#### [Given information]
┌──

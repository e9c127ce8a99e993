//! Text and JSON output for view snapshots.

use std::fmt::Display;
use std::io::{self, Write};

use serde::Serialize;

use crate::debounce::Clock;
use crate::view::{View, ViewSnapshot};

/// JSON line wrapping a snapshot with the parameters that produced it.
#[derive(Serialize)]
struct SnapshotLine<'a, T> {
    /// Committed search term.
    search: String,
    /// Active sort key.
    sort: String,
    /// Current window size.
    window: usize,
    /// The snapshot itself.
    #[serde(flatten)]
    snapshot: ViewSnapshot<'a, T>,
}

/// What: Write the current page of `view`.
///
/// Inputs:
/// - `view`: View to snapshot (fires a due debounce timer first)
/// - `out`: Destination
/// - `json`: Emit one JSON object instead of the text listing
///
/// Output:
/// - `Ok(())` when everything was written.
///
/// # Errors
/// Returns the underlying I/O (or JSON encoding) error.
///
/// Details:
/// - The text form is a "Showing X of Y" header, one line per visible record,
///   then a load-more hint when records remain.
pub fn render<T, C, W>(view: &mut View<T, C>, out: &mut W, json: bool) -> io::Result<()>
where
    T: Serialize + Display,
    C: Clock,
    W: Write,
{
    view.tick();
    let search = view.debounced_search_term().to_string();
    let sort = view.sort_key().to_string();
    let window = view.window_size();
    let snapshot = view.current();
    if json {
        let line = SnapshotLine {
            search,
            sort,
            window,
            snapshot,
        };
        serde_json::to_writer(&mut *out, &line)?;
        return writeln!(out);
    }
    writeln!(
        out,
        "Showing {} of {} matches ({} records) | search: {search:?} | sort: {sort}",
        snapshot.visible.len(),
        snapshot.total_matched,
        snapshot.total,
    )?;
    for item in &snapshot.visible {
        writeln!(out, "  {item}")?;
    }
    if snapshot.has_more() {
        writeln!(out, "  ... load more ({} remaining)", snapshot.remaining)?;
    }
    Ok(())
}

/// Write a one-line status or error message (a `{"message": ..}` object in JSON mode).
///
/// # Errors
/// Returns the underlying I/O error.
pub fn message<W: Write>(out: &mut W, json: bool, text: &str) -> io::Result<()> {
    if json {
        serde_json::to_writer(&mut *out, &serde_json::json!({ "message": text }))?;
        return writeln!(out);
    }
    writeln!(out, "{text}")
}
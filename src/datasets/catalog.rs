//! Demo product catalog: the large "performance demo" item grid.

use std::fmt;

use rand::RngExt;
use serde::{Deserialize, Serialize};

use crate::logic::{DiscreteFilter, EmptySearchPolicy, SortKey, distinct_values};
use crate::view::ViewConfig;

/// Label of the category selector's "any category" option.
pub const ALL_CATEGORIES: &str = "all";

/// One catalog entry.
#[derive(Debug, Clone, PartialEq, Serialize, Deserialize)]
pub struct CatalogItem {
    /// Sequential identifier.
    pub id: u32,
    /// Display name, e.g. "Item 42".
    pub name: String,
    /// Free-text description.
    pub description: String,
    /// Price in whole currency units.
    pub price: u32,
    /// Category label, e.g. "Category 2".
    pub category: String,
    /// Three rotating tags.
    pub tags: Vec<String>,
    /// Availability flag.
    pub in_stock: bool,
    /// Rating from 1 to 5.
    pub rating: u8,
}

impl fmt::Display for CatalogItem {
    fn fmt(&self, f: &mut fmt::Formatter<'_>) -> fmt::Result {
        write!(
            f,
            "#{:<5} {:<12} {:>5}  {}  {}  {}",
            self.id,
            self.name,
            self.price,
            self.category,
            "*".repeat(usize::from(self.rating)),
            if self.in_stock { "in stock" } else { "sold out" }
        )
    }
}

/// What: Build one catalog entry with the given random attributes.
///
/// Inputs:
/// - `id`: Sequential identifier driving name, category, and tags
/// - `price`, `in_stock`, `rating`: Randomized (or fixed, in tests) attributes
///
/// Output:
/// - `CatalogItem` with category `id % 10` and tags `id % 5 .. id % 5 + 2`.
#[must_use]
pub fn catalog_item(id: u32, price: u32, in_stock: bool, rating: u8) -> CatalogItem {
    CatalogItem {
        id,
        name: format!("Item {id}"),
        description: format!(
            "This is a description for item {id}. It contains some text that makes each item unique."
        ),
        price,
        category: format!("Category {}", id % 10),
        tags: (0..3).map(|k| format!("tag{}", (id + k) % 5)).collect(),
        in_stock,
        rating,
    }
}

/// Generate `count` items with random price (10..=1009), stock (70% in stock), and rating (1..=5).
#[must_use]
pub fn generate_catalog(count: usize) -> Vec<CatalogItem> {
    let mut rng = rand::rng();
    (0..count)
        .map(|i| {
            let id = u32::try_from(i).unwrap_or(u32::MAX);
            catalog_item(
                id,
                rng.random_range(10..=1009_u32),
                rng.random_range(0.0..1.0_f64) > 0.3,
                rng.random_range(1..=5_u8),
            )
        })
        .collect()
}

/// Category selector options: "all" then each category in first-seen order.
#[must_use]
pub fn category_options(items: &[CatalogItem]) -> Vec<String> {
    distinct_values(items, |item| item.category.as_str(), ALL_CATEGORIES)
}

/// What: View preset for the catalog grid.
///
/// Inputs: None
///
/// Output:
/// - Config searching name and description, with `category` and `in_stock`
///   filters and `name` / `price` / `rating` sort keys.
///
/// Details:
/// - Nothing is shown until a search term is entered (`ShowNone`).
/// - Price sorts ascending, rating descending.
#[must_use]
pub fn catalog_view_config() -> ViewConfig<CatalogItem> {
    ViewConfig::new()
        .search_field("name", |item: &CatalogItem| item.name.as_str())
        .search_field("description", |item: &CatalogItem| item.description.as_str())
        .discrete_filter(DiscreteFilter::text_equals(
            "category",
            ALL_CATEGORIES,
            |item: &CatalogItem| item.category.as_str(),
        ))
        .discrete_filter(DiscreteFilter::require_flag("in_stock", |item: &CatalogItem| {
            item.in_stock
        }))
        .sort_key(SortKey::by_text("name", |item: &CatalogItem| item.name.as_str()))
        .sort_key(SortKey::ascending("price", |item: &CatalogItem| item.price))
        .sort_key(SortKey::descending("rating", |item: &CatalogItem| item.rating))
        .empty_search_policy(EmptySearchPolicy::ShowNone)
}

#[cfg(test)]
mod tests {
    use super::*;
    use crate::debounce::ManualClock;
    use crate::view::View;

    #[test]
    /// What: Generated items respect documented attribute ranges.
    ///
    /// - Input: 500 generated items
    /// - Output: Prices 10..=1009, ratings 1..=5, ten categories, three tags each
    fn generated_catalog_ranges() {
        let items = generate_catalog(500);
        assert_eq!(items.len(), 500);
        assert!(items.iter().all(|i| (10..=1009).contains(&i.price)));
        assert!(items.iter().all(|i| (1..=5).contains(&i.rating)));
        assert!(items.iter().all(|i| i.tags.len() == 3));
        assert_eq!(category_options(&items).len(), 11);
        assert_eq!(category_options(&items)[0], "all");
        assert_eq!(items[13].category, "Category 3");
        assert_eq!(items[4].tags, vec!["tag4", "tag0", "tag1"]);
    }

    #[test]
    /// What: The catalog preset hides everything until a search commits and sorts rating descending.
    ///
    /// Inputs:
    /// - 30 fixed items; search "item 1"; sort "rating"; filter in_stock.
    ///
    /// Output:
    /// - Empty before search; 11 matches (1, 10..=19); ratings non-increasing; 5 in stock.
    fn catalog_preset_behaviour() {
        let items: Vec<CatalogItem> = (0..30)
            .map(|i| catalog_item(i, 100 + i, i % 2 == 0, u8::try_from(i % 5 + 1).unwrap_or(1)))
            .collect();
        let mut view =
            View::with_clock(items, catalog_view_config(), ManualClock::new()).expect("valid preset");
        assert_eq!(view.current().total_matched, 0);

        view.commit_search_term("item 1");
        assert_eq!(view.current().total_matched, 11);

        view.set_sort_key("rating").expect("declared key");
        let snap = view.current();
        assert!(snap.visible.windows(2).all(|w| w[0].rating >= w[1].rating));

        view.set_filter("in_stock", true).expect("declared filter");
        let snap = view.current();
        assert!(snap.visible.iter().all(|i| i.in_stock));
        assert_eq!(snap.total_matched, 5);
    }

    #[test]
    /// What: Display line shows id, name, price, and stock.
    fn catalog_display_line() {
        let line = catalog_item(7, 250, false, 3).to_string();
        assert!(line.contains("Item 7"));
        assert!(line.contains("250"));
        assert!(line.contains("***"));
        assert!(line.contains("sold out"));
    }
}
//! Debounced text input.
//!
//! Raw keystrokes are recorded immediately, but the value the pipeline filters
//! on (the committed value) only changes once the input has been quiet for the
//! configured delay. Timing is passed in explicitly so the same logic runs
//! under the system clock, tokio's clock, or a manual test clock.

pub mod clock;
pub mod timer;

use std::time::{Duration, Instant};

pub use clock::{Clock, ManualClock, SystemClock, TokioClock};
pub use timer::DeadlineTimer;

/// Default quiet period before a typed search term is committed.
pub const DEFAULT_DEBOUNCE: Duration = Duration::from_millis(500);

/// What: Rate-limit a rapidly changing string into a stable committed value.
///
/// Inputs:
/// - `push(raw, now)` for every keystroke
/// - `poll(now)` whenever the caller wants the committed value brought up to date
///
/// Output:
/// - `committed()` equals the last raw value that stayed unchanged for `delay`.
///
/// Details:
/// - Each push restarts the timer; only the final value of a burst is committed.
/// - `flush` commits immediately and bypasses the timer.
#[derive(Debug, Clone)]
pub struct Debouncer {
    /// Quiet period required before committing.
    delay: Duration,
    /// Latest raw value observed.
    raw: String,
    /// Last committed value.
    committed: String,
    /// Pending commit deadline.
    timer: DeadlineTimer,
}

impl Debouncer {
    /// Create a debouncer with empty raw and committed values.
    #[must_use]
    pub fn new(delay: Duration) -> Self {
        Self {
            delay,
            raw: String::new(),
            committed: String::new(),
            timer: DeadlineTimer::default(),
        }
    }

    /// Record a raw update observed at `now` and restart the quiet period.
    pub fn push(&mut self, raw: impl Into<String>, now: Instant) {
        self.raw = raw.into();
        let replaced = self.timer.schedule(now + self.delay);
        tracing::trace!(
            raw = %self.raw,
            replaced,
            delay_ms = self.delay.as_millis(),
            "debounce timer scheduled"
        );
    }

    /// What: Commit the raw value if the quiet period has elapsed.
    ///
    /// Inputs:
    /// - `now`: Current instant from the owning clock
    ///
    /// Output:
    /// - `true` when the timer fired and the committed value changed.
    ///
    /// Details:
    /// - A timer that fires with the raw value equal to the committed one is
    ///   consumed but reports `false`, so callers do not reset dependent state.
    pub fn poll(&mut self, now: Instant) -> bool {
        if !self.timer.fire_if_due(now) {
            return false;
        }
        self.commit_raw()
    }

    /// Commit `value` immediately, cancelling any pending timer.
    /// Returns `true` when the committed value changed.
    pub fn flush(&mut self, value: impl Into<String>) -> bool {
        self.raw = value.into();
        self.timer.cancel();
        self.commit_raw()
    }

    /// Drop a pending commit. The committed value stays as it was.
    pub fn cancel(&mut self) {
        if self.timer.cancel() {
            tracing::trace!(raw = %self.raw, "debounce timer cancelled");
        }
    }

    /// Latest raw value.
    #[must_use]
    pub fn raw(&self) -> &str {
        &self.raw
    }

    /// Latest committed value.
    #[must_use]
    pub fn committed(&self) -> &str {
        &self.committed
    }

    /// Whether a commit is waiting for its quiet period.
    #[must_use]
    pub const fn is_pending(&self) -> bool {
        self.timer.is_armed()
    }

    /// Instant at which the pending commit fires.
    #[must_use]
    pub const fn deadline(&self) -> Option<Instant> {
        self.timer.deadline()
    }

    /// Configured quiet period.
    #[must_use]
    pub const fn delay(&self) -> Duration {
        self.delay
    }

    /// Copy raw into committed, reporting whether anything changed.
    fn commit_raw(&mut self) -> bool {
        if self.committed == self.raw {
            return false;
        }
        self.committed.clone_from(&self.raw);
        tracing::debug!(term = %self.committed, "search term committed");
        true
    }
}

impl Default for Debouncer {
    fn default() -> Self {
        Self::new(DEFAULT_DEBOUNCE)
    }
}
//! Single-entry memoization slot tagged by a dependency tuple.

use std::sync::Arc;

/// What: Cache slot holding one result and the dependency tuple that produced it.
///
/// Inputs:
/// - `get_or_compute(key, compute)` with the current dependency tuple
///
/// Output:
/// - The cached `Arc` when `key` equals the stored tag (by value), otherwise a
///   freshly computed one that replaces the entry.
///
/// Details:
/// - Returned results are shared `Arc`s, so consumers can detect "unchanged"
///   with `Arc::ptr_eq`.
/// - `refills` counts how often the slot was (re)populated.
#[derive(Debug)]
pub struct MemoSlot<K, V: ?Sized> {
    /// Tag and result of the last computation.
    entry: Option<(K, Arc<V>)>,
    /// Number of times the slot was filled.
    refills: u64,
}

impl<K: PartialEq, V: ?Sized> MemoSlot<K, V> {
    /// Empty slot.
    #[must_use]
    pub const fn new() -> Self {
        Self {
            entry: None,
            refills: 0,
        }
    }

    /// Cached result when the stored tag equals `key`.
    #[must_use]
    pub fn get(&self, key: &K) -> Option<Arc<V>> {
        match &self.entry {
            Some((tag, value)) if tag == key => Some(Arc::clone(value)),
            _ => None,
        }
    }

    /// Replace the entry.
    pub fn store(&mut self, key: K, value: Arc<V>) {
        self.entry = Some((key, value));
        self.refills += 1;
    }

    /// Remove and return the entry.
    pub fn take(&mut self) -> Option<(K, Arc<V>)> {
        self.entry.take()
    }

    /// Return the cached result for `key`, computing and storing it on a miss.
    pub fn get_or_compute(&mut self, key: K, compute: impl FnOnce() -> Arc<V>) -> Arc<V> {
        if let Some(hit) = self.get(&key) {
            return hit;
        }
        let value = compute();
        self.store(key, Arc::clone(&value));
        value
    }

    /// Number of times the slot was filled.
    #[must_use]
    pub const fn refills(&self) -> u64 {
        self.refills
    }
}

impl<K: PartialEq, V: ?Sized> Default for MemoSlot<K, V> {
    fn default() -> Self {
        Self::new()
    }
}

└──

#### [Task item]
The task calls for all lines in the entries that hold "true".

#### [Output]
        view.set_filter("in_stock", true).expect("declared filter");
    /// - `true` when the timer fired and the committed value changed.
    /// Returns `true` when the committed value changed.
        true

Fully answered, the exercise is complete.